Satellite image of the UK

Progress in UK Environmental Prediction research

European Space Agency 

​A recent workshop has highlighted the way forward for environmental predictions.

Over 50 UK scientists working across a range of sciences recently met to review progress in regional coupled modelling under the UK Environmental Prediction initiative.
 
The regional coupled prediction approach provides the tools with which to explore the interactions between different physical and biogeochemical components of the environment – bringing together sky, sea and land rather than modelling them separately. Prediction and warning of natural hazards, such as the impacts of severe weather, should then be improved by using the more integrated approach to forecasting.
 
In addition to encouraging the use of environmental prediction models to address fundamental research questions, the workshop provided a forum for discussing the potential of advances through regional coupled modelling with likely users of the outputs. This included guidance for future development from practitioners delivering operational forecasts and hazard warnings, policy-relevant evidence to government and advice to support decision-making across industry.
 
“The Met Office is investing in UK Environmental Prediction research to help us develop our prediction and warning systems so that they continue to improve in their skill and in the range of actionable information that they can provide to users,” said Prof.
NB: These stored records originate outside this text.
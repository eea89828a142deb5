use super::source::CacheStatus;
use crate::core::{log_ctx, PlayerConfig};
use log::{debug, info};

/// 缓冲检查时会话所处的阶段
#[derive(Debug, Clone, Copy, PartialEq, Eq)]
pub enum BufferingPhase {
    /// 正在准备：缓存够起播水位就提前完成准备
    Preparing,
    /// 用户意图为播放（包括缓存不足导致的内部暂停）
    Started,
    /// 暂停、已准备等，只做统计不改变状态
    Inactive,
}

/// 缓冲检查给出的动作
#[derive(Debug, Clone, Copy, PartialEq, Eq)]
pub enum BufferingAction {
    None,
    /// 进入缓冲（内部暂停）
    EnterUnderrun,
    /// 缓冲完成（内部恢复）
    LeaveUnderrun,
    /// 准备阶段缓存已足够，结束异步准备
    FinishPrepare,
}

/// 一次缓冲检查的结果
#[derive(Debug, Clone, Copy, PartialEq, Eq)]
pub struct BufferingDecision {
    pub action: BufferingAction,
    /// 估算的已缓存时长（无法估算时为 None，此时使用字节水位）
    pub cached_duration_us: Option<i64>,
    /// 需要上报的缓冲百分比
    pub report_percentage: Option<i32>,
}

/// 同一套滞回规则下的水位（时长或字节）
#[derive(Debug, Clone, Copy)]
struct Levels {
    level: i64,
    low: i64,
    high: i64,
    start: i64,
    mid: i64,
}

/// 缓冲控制器
///
/// 根据数据源上报的缓存情况做水位线流控：
/// - 播放中缓存低于低水位 → 进入缓冲
/// - 缓冲中缓存高于高水位（或数据源到达末尾）→ 恢复播放
/// - 准备阶段缓存超过起播水位 → 提前完成准备
///
/// 介于高低水位之间时保持原状态，不会来回抖动。
#[derive(Debug)]
pub struct BufferingController {
    config: PlayerConfig,
    underrun: bool,
    last_percentage: Option<i32>,
    eos_reported: bool,
}

impl BufferingController {
    pub fn new(config: &PlayerConfig) -> Self {
        Self {
            config: config.clone(),
            underrun: false,
            last_percentage: None,
            eos_reported: false,
        }
    }

    /// 会话停止/重置时调用
    pub fn reset(&mut self) {
        self.underrun = false;
        self.last_percentage = None;
        self.eos_reported = false;
    }

    pub fn is_underrun(&self) -> bool {
        self.underrun
    }

    /// 用户暂停/seek 时清除缓冲标记
    pub fn clear_underrun(&mut self) {
        self.underrun = false;
    }

    /// seek 之后数据源可能重新开始下载，允许再次上报 EOS 的 100%
    pub fn rearm_eos_report(&mut self) {
        self.eos_reported = false;
    }

    pub fn last_percentage(&self) -> Option<i32> {
        self.last_percentage
    }

    /// 估算整体码率（bit/s）
    ///
    /// 优先用容器大小和时长计算；否则累加各轨道声明的码率（任一轨道未声明则放弃）
    pub fn estimate_bitrate(
        track_bitrates: &[Option<i64>],
        file_size: Option<u64>,
        duration_us: Option<i64>,
    ) -> Option<i64> {
        if let (Some(size), Some(duration)) = (file_size, duration_us) {
            if size > 0 && duration > 0 {
                return Some((size as i128 * 8_000_000 / duration as i128) as i64);
            }
        }
        if track_bitrates.is_empty() {
            return None;
        }
        let mut total: i64 = 0;
        for bitrate in track_bitrates {
            match bitrate {
                Some(b) if *b > 0 => total += *b,
                _ => return None,
            }
        }
        Some(total)
    }

    /// 已缓存时长：数据源直接上报的优先，否则按码率估算
    pub fn cached_duration_us(status: &CacheStatus, bitrate: Option<i64>) -> Option<i64> {
        if let Some(duration) = status.cached_duration_us {
            return Some(duration.max(0));
        }
        match bitrate {
            Some(b) if b > 0 => Some((status.cached_bytes as i128 * 8_000_000 / b as i128) as i64),
            _ => None,
        }
    }

    /// 缓存百分比：相对高低水位中点
    pub fn percentage(level: i64, mid: i64) -> i32 {
        if mid <= 0 {
            return 100;
        }
        (level.max(0) as i128 * 100 / mid as i128).clamp(0, 100) as i32
    }

    /// 执行一次缓冲检查
    pub fn evaluate(
        &mut self,
        phase: BufferingPhase,
        status: &CacheStatus,
        bitrate: Option<i64>,
        live: bool,
    ) -> BufferingDecision {
        let cached_duration_us = Self::cached_duration_us(status, bitrate);
        let levels = match cached_duration_us {
            Some(cached) => {
                let mid = self.config.midpoint_watermark_us();
                Levels {
                    level: cached,
                    low: self.config.low_watermark_us,
                    high: self.config.high_watermark_us,
                    start: if live { self.config.start_low_watermark_us } else { mid },
                    mid,
                }
            }
            None => {
                // 码率未知，退回字节水位
                let mid = self.config.midpoint_watermark_bytes() as i64;
                Levels {
                    level: status.cached_bytes.min(i64::MAX as u64) as i64,
                    low: self.config.low_watermark_bytes as i64,
                    high: self.config.high_watermark_bytes as i64,
                    start: mid,
                    mid,
                }
            }
        };

        let percentage = if status.eos { 100 } else { Self::percentage(levels.level, levels.mid) };
        self.last_percentage = Some(percentage);

        let was_underrun = self.underrun;
        let action = match phase {
            BufferingPhase::Preparing => {
                if status.eos || levels.level > levels.start {
                    info!(
                        "{} 🚀 起播缓存已足够（{} / {}，eos={}），结束准备",
                        log_ctx(),
                        levels.level,
                        levels.start,
                        status.eos
                    );
                    BufferingAction::FinishPrepare
                } else {
                    BufferingAction::None
                }
            }
            BufferingPhase::Started => {
                if !self.underrun && !status.eos && levels.level < levels.low {
                    info!(
                        "{} 🔄 开始缓冲（当前: {} / 低水位: {}）",
                        log_ctx(),
                        levels.level,
                        levels.low
                    );
                    self.underrun = true;
                    BufferingAction::EnterUnderrun
                } else if self.underrun && (status.eos || levels.level > levels.high) {
                    info!(
                        "{} ✅ 缓冲完成（当前: {} / 高水位: {}，eos={}）",
                        log_ctx(),
                        levels.level,
                        levels.high,
                        status.eos
                    );
                    self.underrun = false;
                    BufferingAction::LeaveUnderrun
                } else {
                    BufferingAction::None
                }
            }
            BufferingPhase::Inactive => {
                self.underrun = false;
                BufferingAction::None
            }
        };

        let report_percentage = if status.eos {
            if self.eos_reported {
                None
            } else {
                self.eos_reported = true;
                Some(100)
            }
        } else if was_underrun || self.underrun {
            Some(percentage)
        } else {
            None
        };

        debug!(
            "{} 📊 缓冲检查: phase={:?} level={} ({}) {}% action={:?}",
            log_ctx(),
            phase,
            levels.level,
            if cached_duration_us.is_some() { "us" } else { "bytes" },
            percentage,
            action
        );

        BufferingDecision {
            action,
            cached_duration_us,
            report_percentage,
        }
    }
}

#[cfg(test)]
mod tests {
    use super::*;

    fn config() -> PlayerConfig {
        PlayerConfig::default()
    }

    fn reported(duration_us: i64) -> CacheStatus {
        CacheStatus {
            cached_bytes: 0,
            cached_duration_us: Some(duration_us),
            eos: false,
        }
    }

    #[test]
    fn hysteresis_only_flips_on_crossings() {
        let mut ctl = BufferingController::new(&config());
        let drive = [
            (6_000_000, BufferingAction::None),
            (3_000_000, BufferingAction::None),
            (1_999_999, BufferingAction::EnterUnderrun),
            (1_000_000, BufferingAction::None),
            (3_000_000, BufferingAction::None),
            (4_999_999, BufferingAction::None),
            (5_000_000, BufferingAction::None),
            (5_000_001, BufferingAction::LeaveUnderrun),
            (3_000_000, BufferingAction::None),
            (2_000_000, BufferingAction::None),
            (1_500_000, BufferingAction::EnterUnderrun),
        ];
        for (level, expected) in drive {
            let decision = ctl.evaluate(BufferingPhase::Started, &reported(level), None, false);
            assert_eq!(decision.action, expected, "level {}", level);
        }
        assert!(ctl.is_underrun());
    }

    #[test]
    fn hovering_between_watermarks_never_oscillates() {
        let mut ctl = BufferingController::new(&config());
        ctl.evaluate(BufferingPhase::Started, &reported(1_000_000), None, false);
        assert!(ctl.is_underrun());
        for i in 0..50 {
            let level = 2_500_000 + (i % 7) * 300_000;
            let decision = ctl.evaluate(BufferingPhase::Started, &reported(level), None, false);
            assert_eq!(decision.action, BufferingAction::None);
            assert!(ctl.is_underrun());
        }
    }

    #[test]
    fn eos_leaves_underrun_and_reports_full_once() {
        let mut ctl = BufferingController::new(&config());
        ctl.evaluate(BufferingPhase::Started, &reported(0), None, false);
        let eos = CacheStatus {
            cached_bytes: 10,
            cached_duration_us: Some(100),
            eos: true,
        };
        let first = ctl.evaluate(BufferingPhase::Started, &eos, None, false);
        assert_eq!(first.action, BufferingAction::LeaveUnderrun);
        assert_eq!(first.report_percentage, Some(100));
        let second = ctl.evaluate(BufferingPhase::Started, &eos, None, false);
        assert_eq!(second.action, BufferingAction::None);
        assert_eq!(second.report_percentage, None);
    }

    #[test]
    fn percentage_is_reported_only_while_underrun() {
        let mut ctl = BufferingController::new(&config());
        assert_eq!(ctl.last_percentage(), None);
        let healthy = ctl.evaluate(BufferingPhase::Started, &reported(4_000_000), None, false);
        assert_eq!(healthy.report_percentage, None);
        assert_eq!(healthy.cached_duration_us, Some(4_000_000));
        // 未上报也会记下
        assert_eq!(ctl.last_percentage(), Some(100));
        let starving = ctl.evaluate(BufferingPhase::Started, &reported(700_000), None, false);
        // 700ms / 3.5s = 20%
        assert_eq!(starving.report_percentage, Some(20));
        assert_eq!(ctl.last_percentage(), Some(20));
        ctl.reset();
        assert_eq!(ctl.last_percentage(), None);
    }

    #[test]
    fn estimates_duration_from_bitrate() {
        let status = CacheStatus {
            cached_bytes: 250_000,
            cached_duration_us: None,
            eos: false,
        };
        // 1 Mbit/s → 250KB = 2s
        assert_eq!(
            BufferingController::cached_duration_us(&status, Some(1_000_000)),
            Some(2_000_000)
        );
        assert_eq!(BufferingController::cached_duration_us(&status, None), None);
    }

    #[test]
    fn bitrate_prefers_container_size() {
        let from_size = BufferingController::estimate_bitrate(
            &[Some(64_000), Some(500_000)],
            Some(5_000_000),
            Some(10_000_000),
        );
        assert_eq!(from_size, Some(4_000_000));
        let from_tracks =
            BufferingController::estimate_bitrate(&[Some(64_000), Some(500_000)], None, None);
        assert_eq!(from_tracks, Some(564_000));
        assert_eq!(
            BufferingController::estimate_bitrate(&[Some(64_000), None], None, Some(1)),
            None
        );
    }

    #[test]
    fn falls_back_to_byte_watermarks() {
        let mut ctl = BufferingController::new(&config());
        let bytes = |n: u64| CacheStatus {
            cached_bytes: n,
            cached_duration_us: None,
            eos: false,
        };
        let starving = ctl.evaluate(BufferingPhase::Started, &bytes(39_999), None, false);
        assert_eq!(starving.action, BufferingAction::EnterUnderrun);
        assert_eq!(starving.cached_duration_us, None);
        // 39_999 / 120_000
        assert_eq!(starving.report_percentage, Some(33));
        assert_eq!(ctl.last_percentage(), Some(33));
        assert_eq!(
            ctl.evaluate(BufferingPhase::Started, &bytes(150_000), None, false).action,
            BufferingAction::None
        );
        assert_eq!(
            ctl.evaluate(BufferingPhase::Started, &bytes(200_001), None, false).action,
            BufferingAction::LeaveUnderrun
        );
    }

    #[test]
    fn live_sources_start_at_the_lower_threshold() {
        let mut ctl = BufferingController::new(&config());
        let level = reported(1_200_000);
        assert_eq!(
            ctl.evaluate(BufferingPhase::Preparing, &level, None, true).action,
            BufferingAction::FinishPrepare
        );
        assert_eq!(
            ctl.evaluate(BufferingPhase::Preparing, &level, None, false).action,
            BufferingAction::None
        );
        assert_eq!(
            ctl.evaluate(BufferingPhase::Preparing, &reported(3_600_000), None, false).action,
            BufferingAction::FinishPrepare
        );
    }

    #[test]
    fn live_edge_with_zero_queue_does_not_finish_prepare() {
        let mut ctl = BufferingController::new(&config());
        for _ in 0..10 {
            let decision = ctl.evaluate(BufferingPhase::Preparing, &reported(0), None, true);
            assert_eq!(decision.action, BufferingAction::None);
        }
    }
}
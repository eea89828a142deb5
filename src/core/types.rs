use super::error::{PlayerError, Result};
use serde::{Deserialize, Serialize};
use std::collections::HashMap;

/// 数据源描述
///
/// `set_data_source` 只保存描述，真正打开资源推迟到 prepare 阶段
#[derive(Debug, Clone, PartialEq)]
pub enum DataSourceDesc {
    /// URI（本地路径、HTTP、RTSP 等）及附带的请求头
    Uri {
        uri: String,
        headers: HashMap<String, String>,
        protocol: StreamProtocol,
    },

    /// 已打开的文件句柄及其中的一段区间
    Fd { fd: i32, offset: i64, length: i64 },
}

impl DataSourceDesc {
    /// 从 URI 字符串解析数据源
    pub fn from_uri(uri: &str, headers: HashMap<String, String>) -> Result<Self> {
        let uri = uri.trim();
        if uri.is_empty() {
            return Err(PlayerError::InvalidArgument("URI 为空".to_string()));
        }
        let protocol = StreamProtocol::from_uri(uri)?;
        Ok(DataSourceDesc::Uri {
            uri: uri.to_string(),
            headers,
            protocol,
        })
    }

    /// 从文件句柄区间构造数据源
    pub fn from_fd(fd: i32, offset: i64, length: i64) -> Result<Self> {
        if fd < 0 {
            return Err(PlayerError::InvalidArgument(format!("文件句柄无效: {}", fd)));
        }
        if offset < 0 || length <= 0 {
            return Err(PlayerError::InvalidArgument(format!(
                "文件区间无效: offset={} length={}",
                offset, length
            )));
        }
        offset
            .checked_add(length)
            .ok_or_else(|| PlayerError::InvalidArgument("文件区间溢出".to_string()))?;
        Ok(DataSourceDesc::Fd { fd, offset, length })
    }

    pub fn protocol(&self) -> StreamProtocol {
        match self {
            DataSourceDesc::Uri { protocol, .. } => *protocol,
            DataSourceDesc::Fd { .. } => StreamProtocol::File,
        }
    }

    /// 判断是否为网络流
    pub fn is_network_stream(&self) -> bool {
        self.protocol().is_network()
    }

    /// 获取描述信息（用于日志）
    pub fn description(&self) -> String {
        match self {
            DataSourceDesc::Uri { uri, protocol, .. } => format!("{} ({})", uri, protocol.as_str()),
            DataSourceDesc::Fd { fd, offset, length } => {
                format!("fd:{} [{}..{}]", fd, offset, offset + length)
            }
        }
    }
}

/// 数据源协议类型
#[derive(Debug, Clone, Copy, PartialEq, Eq, Serialize, Deserialize)]
pub enum StreamProtocol {
    /// 本地文件
    File,
    /// 进程内存中的合成媒体（mem://）
    Memory,
    /// 普通 HTTP 流（经缓存）
    HTTP,
    /// HTTP Live Streaming
    HLS,
    /// RTSP - 实时流协议
    RTSP,
    /// RTP 实时会话（时间戳没有意义，视频到达即渲染）
    RTP,
}

impl StreamProtocol {
    /// 根据 URI 前缀判断协议
    pub fn from_uri(uri: &str) -> Result<Self> {
        let lower = uri.to_ascii_lowercase();
        let protocol = if lower.starts_with("rtsp://") {
            StreamProtocol::RTSP
        } else if lower.starts_with("rtp://") {
            StreamProtocol::RTP
        } else if lower.starts_with("mem://") {
            StreamProtocol::Memory
        } else if lower.starts_with("http://") || lower.starts_with("https://") {
            if lower.ends_with(".m3u8") || lower.contains("/hls/") {
                StreamProtocol::HLS
            } else {
                StreamProtocol::HTTP
            }
        } else if lower.starts_with("file://") {
            StreamProtocol::File
        } else if lower.contains("://") {
            return Err(PlayerError::InvalidArgument(format!("不支持的协议: {}", uri)));
        } else {
            // 没有 scheme，当作本地路径
            StreamProtocol::File
        };
        Ok(protocol)
    }

    pub fn as_str(&self) -> &'static str {
        match self {
            StreamProtocol::File => "FILE",
            StreamProtocol::Memory => "MEM",
            StreamProtocol::HTTP => "HTTP",
            StreamProtocol::HLS => "HLS",
            StreamProtocol::RTSP => "RTSP",
            StreamProtocol::RTP => "RTP",
        }
    }

    pub fn is_network(&self) -> bool {
        matches!(
            self,
            StreamProtocol::HTTP | StreamProtocol::HLS | StreamProtocol::RTSP | StreamProtocol::RTP
        )
    }
}

/// 像素格式
#[derive(Debug, Clone, Copy, PartialEq, Eq, Serialize, Deserialize)]
pub enum PixelFormat {
    RGBA,
    RGB,
    YUV420P,
    NV12,
}

/// 视频输出格式（解码尺寸 + 显示尺寸）
#[derive(Debug, Clone, Copy, PartialEq, Eq, Serialize, Deserialize)]
pub struct VideoFormat {
    pub pixel_format: PixelFormat,
    pub width: i32,
    pub height: i32,
    pub display_width: i32,
    pub display_height: i32,
}

impl VideoFormat {
    pub fn new(pixel_format: PixelFormat, width: i32, height: i32) -> Self {
        Self {
            pixel_format,
            width,
            height,
            display_width: width,
            display_height: height,
        }
    }
}

/// 解码单元（压缩包或解码后的帧）
///
/// 所有权即生命周期：谁持有 `MediaBuffer` 谁负责它，离开作用域即释放
#[derive(Debug, Clone, PartialEq, Eq)]
pub struct MediaBuffer {
    pub timestamp_us: i64,
    pub is_sync: bool,
    pub data: Vec<u8>,
}

impl MediaBuffer {
    pub fn new(timestamp_us: i64, data: Vec<u8>) -> Self {
        Self {
            timestamp_us,
            is_sync: false,
            data,
        }
    }

    pub fn sync(mut self) -> Self {
        self.is_sync = true;
        self
    }

    pub fn is_empty(&self) -> bool {
        self.data.is_empty()
    }
}

/// 冻结帧：挂起时保存的最后一帧原始数据
#[derive(Debug, Clone, PartialEq, Eq)]
pub struct FrozenFrame {
    pub timestamp_us: i64,
    pub format: VideoFormat,
    pub data: Vec<u8>,
}

impl FrozenFrame {
    pub fn to_buffer(&self) -> MediaBuffer {
        MediaBuffer::new(self.timestamp_us, self.data.clone())
    }
}

/// Started 状态下的数据流状况
#[derive(Debug, Clone, Copy, PartialEq, Eq, Serialize, Deserialize)]
#[serde(rename_all = "lowercase")]
pub enum Flow {
    /// 正常播放
    Playing,
    /// 缓存不足，内部暂停（用户意图仍是播放）
    Underrun,
}

/// 播放生命周期状态
///
/// 缓存不足只能出现在 `Started` 中，其它状态无法表达该组合
#[derive(Debug, Clone, Copy, PartialEq, Eq, Serialize, Deserialize)]
#[serde(rename_all = "lowercase")]
pub enum PlaybackState {
    Idle,
    DataSourceSet,
    Preparing,
    Prepared,
    Started(Flow),
    Paused,
    Error,
}

impl PlaybackState {
    pub fn is_started(&self) -> bool {
        matches!(self, PlaybackState::Started(_))
    }

    /// 已完成准备（可以 play/seek）
    pub fn is_prepared(&self) -> bool {
        matches!(
            self,
            PlaybackState::Prepared | PlaybackState::Started(_) | PlaybackState::Paused
        )
    }
}

/// 媒体信息
#[derive(Debug, Clone, Default, Serialize, Deserialize)]
pub struct MediaInfo {
    pub duration_us: Option<i64>,
    pub width: i32,
    pub height: i32,
    pub has_audio: bool,
    pub has_video: bool,
    pub bitrate: Option<i64>,
    pub seekable: bool,
}

#[cfg(test)]
mod tests {
    use super::*;

    #[test]
    fn classifies_uris_by_scheme() {
        let cases = [
            ("rtsp://cam/1", StreamProtocol::RTSP),
            ("rtp://239.0.0.1:5004", StreamProtocol::RTP),
            ("https://cdn/live/index.m3u8", StreamProtocol::HLS),
            ("http://host/movie.mp4", StreamProtocol::HTTP),
            ("mem://5s-clip", StreamProtocol::Memory),
            ("/sdcard/movie.mp4", StreamProtocol::File),
            ("file:///tmp/a.mkv", StreamProtocol::File),
        ];
        for (uri, expected) in cases {
            let desc = DataSourceDesc::from_uri(uri, HashMap::new()).unwrap();
            assert_eq!(desc.protocol(), expected, "{}", uri);
        }
    }

    #[test]
    fn rejects_malformed_descriptions() {
        assert!(matches!(
            DataSourceDesc::from_uri("   ", HashMap::new()),
            Err(PlayerError::InvalidArgument(_))
        ));
        assert!(matches!(
            DataSourceDesc::from_uri("gopher://old", HashMap::new()),
            Err(PlayerError::InvalidArgument(_))
        ));
        assert!(DataSourceDesc::from_fd(-1, 0, 10).is_err());
        assert!(DataSourceDesc::from_fd(3, -5, 10).is_err());
        assert!(DataSourceDesc::from_fd(3, 0, 0).is_err());
        assert!(DataSourceDesc::from_fd(3, i64::MAX, 10).is_err());
        assert!(DataSourceDesc::from_fd(3, 128, 4096).is_ok());
    }

    #[test]
    fn network_protocols() {
        assert!(StreamProtocol::RTSP.is_network());
        assert!(StreamProtocol::RTP.is_network());
        assert!(!StreamProtocol::Memory.is_network());

        let rtsp = DataSourceDesc::from_uri("rtsp://cam/vod", HashMap::new()).unwrap();
        assert!(rtsp.is_network_stream());
        let clip = DataSourceDesc::from_uri("mem://5s-clip", HashMap::new()).unwrap();
        assert!(!clip.is_network_stream());
        assert!(!DataSourceDesc::from_fd(3, 0, 4096).unwrap().is_network_stream());
    }
}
Simon Vosper, Director of Meteorological Science, Met Office. “The research we are doing today may pull through to operational use, for both weather and climate prediction, and deliver further benefits from computing and observational investments through the 2020s and beyond.”
 
Dr Eleanor Blyth, Head of Land Surface Modelling at the Centre for Ecology and Hydrology, added: “Major meteorological hazards are played out on the land: floods and heat waves are a combination of both the weather and the response of the land to extreme rainfall and temperature. The two branches of science – the land and the atmosphere – are often modelled in separate systems. UK Environmental Prediction research allows us to study the interaction of the land and the atmosphere, and to quantify the impact of the interaction on the hazards facing the UK. In addition, the link between the river systems and the oceans has not been explored extensively. High river flows and tidal inundation, as well as the role fresh water flows on the biogeochemistry of shelf seas, are all known to have an impact on the hazards in those regions. UK Environmental Prediction research offers us a chance to bring these disciplines together.”
 
“The National Oceanography Centre has a long history of involvement in coastal flood forecasting going back to the 1953 North Sea storm surge, which stimulated much research on storm tides around the UK coasts. In the last 20 years we have been involved in many interdisciplinary research projects in coastal waters, including air-sea coupling and land-ocean coupling, understanding the influence of freshwater discharge into the coastal zone, and tracking of pollutants and nutrients in coastal and shelf seas, in the UK, Europe and globally,” said Profs. Judith Wolf and Jason Holt, Marine Systems Modelling, National Oceanography Centre. “The underlying objective is to provide understanding to help coastal communities thrive and protect them from marine hazards. The UK Environmental Prediction programme builds on several decades of partnership between NOC and the Met Office, and allows us to consolidate the coupled modelling we have been developing and extend this into important new operational forecast capability for the UK.”
 
A number of the ongoing challenges were discussed during the workshop, including the need for long-term observations across the air-sea interface to support evaluation of coupled predictions, and recognition of the computational capacity and software engineering skills required to support such systems.
 
Research is continuing within the UK Environmental Prediction initiative. It aims to build on existing and new collaborations to understand more fully the role of feedbacks and complex interactions in the UK’s environment, and to deliver value from the potential of regional coupled modelling at high resolution.
 
Jerry Blackford, Head of Science for Marine Ecosystems Models & Predictions group, Plymouth Marine Laboratory, said: “The marine environment plays a crucial role in human society, in particular via the provision of food, the remediation of waste and mitigation of climate change. At the same time the marine environment is subject to a host of anthropogenic pressures, including pollution, eutrophication and climate driven change. Understanding future states and outcomes of potential management scenarios is crucial to maintain productivity, sustainability and good environmental status. Plymouth Marine Laboratory are international leaders in developing models of coastal-ocean marine ecosystems and understanding and predicting change; addressing the needs of a diverse range of stakeholders, including policy makers, industry and the public. Recognising that marine systems are strongly coupled to both the land and atmosphere, UK Environmental Prediction provides a mechanism by which we can improve predictions of coastal-shelf processes as impacted by changing freshwater, nutrient and pollutant inputs from land whilst understanding how improved atmospheric forcing, heat exchange and production of volatile compounds affects both marine and atmospheric systems. PML’s involvement in UK Environmental Prediction builds on long term collaborations between PML, NOC and the Met Office.”